+++ MATERIAL SHOWN +++

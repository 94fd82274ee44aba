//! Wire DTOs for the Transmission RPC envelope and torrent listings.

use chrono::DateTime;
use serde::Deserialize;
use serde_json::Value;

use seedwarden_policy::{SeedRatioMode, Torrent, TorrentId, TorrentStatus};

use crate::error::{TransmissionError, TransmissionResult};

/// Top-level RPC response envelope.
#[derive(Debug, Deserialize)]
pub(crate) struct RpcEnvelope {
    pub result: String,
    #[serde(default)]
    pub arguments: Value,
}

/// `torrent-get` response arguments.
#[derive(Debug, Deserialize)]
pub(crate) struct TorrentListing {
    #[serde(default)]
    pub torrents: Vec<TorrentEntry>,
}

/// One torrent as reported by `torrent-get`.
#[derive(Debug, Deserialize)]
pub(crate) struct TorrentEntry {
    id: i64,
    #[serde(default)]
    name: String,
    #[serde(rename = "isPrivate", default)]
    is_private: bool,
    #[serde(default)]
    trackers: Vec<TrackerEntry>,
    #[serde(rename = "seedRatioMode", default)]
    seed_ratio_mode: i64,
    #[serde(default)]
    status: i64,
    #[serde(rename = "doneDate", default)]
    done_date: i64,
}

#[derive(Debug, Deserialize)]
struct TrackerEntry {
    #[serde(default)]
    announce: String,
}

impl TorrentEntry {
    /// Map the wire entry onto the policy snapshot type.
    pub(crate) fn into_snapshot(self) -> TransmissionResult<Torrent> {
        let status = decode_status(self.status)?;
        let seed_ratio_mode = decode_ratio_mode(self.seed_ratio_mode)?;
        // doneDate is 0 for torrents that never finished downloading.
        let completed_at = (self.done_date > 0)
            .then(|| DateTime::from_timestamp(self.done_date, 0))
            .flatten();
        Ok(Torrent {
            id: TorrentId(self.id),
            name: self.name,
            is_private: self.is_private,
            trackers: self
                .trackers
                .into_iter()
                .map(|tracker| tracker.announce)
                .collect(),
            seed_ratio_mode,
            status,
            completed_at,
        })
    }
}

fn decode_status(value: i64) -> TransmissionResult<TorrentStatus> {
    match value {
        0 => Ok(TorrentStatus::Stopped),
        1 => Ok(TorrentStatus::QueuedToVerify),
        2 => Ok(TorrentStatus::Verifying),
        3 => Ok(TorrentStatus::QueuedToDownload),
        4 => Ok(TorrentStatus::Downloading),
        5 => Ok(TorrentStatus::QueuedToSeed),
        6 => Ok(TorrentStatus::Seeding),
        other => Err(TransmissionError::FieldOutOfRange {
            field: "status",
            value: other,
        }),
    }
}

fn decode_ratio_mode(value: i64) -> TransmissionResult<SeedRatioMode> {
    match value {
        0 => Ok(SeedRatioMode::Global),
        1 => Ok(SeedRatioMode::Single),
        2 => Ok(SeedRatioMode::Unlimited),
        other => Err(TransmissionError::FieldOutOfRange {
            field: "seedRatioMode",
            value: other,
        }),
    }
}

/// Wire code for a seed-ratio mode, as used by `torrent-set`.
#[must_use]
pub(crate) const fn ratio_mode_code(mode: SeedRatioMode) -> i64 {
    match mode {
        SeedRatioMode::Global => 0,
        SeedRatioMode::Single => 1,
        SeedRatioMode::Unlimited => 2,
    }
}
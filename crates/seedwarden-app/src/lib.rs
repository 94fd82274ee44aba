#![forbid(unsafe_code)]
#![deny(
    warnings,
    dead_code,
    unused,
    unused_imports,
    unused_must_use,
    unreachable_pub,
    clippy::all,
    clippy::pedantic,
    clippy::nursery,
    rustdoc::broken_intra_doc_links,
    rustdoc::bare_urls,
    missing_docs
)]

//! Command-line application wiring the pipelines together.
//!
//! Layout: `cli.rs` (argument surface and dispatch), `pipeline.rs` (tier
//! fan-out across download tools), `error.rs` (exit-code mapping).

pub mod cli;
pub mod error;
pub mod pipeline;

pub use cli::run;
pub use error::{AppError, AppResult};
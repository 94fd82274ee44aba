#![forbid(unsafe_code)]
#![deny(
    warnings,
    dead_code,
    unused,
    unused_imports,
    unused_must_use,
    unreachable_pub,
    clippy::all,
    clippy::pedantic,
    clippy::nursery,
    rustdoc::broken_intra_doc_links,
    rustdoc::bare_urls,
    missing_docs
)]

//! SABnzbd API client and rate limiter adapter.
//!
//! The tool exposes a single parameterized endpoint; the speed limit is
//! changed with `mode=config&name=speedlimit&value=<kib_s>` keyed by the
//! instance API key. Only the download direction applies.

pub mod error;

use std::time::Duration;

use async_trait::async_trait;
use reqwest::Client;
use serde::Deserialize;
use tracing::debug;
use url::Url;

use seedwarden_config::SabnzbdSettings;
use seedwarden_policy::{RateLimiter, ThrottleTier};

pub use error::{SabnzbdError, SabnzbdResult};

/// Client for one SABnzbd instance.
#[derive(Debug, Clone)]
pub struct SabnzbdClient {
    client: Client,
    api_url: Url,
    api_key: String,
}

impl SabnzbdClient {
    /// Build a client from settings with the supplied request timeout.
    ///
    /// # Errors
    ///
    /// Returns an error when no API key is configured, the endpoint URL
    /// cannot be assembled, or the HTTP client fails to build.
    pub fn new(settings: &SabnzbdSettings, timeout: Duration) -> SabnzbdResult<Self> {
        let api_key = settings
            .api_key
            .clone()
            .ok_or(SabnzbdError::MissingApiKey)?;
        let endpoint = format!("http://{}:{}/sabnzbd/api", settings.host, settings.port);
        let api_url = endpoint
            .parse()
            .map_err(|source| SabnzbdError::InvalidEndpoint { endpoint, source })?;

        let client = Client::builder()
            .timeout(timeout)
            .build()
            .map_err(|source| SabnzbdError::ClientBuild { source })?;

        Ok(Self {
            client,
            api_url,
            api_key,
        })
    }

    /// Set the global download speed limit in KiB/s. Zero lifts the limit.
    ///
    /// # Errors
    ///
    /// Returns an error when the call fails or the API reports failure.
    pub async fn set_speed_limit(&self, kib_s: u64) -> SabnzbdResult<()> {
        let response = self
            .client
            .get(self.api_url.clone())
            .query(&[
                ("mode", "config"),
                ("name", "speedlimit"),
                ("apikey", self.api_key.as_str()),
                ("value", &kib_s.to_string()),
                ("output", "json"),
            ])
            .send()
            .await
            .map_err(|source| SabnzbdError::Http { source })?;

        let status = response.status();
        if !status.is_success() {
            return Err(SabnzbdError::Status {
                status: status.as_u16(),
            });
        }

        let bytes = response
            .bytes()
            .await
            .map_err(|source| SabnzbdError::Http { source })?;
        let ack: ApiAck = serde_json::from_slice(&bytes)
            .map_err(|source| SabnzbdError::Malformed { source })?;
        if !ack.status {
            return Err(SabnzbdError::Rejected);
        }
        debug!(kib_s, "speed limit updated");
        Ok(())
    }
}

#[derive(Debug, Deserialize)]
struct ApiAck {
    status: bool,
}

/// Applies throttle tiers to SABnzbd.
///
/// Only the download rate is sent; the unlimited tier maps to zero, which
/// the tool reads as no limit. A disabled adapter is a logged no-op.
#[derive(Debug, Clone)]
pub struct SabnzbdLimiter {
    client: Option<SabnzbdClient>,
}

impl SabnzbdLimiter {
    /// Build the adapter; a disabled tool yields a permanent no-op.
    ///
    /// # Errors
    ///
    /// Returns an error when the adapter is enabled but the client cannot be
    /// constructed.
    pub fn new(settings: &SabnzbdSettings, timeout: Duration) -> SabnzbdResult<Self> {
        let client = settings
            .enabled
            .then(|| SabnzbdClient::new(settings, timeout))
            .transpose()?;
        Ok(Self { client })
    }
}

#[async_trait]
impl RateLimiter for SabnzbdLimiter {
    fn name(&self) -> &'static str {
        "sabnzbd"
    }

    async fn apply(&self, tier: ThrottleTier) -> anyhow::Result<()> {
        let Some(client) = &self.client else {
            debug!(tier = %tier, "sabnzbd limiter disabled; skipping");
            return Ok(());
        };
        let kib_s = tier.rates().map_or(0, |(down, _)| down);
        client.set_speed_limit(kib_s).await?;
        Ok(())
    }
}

+++

# [TASK BRIEF]
Starting from the data above, filter for lines with "impl" and copy each one.

# [WRITTEN RESPONSE]
impl TorrentEntry {
impl SabnzbdClient {
impl SabnzbdLimiter {
impl RateLimiter for SabnzbdLimiter {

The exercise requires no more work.